- _Task to complete_: Copy each line that includes the string "theirs" from the material into your answer.
+++
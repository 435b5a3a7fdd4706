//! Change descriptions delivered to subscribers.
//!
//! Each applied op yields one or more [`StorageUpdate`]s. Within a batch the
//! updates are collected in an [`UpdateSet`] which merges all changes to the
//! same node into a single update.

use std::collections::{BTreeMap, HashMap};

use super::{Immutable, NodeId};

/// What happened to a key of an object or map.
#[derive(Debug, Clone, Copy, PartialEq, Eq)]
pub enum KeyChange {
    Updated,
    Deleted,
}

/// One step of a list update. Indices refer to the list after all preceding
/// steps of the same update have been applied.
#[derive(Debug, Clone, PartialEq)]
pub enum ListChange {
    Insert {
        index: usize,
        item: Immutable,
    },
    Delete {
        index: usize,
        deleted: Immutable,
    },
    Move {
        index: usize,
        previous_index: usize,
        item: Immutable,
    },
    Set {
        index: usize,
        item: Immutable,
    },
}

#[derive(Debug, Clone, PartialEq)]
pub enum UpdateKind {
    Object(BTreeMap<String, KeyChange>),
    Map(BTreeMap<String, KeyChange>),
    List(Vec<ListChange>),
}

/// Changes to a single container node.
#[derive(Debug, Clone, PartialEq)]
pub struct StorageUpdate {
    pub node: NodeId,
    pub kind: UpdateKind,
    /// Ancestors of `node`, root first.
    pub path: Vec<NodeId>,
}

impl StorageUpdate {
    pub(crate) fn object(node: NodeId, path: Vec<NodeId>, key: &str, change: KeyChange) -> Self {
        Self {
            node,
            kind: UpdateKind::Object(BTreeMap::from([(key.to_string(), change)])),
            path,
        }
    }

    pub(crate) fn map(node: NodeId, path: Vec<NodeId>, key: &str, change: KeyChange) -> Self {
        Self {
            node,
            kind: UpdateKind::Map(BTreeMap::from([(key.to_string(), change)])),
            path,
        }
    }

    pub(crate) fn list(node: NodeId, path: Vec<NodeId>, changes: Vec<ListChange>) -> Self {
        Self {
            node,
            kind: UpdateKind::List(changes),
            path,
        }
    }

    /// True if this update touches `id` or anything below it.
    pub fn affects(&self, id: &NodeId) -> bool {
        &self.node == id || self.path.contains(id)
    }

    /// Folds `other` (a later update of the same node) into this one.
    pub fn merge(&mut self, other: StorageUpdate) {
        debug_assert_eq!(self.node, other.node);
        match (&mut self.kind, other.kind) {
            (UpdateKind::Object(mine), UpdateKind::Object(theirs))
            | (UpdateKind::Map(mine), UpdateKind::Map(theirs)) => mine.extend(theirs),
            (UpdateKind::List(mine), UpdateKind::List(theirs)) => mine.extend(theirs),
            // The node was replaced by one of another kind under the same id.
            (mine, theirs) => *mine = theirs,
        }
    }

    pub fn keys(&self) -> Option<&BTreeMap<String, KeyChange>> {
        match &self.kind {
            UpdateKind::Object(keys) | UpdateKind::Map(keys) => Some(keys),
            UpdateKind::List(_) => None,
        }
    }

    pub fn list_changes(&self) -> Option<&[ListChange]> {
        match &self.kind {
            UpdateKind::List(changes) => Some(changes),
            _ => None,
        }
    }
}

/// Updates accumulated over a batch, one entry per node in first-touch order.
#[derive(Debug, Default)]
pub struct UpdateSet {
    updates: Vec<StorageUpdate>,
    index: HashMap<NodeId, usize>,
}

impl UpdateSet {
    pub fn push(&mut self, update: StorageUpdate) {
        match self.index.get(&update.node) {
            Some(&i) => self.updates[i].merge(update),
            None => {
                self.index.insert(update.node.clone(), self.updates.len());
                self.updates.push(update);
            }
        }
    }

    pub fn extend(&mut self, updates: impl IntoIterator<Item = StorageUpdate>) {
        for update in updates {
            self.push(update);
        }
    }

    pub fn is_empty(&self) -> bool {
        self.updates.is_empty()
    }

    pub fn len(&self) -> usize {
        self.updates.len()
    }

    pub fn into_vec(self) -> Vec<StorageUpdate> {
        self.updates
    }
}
+++
- _Reply_:
            (UpdateKind::Object(mine), UpdateKind::Object(theirs))
            | (UpdateKind::Map(mine), UpdateKind::Map(theirs)) => mine.extend(theirs),
            (UpdateKind::List(mine), UpdateKind::List(theirs)) => mine.extend(theirs),
            (mine, theirs) => *mine = theirs,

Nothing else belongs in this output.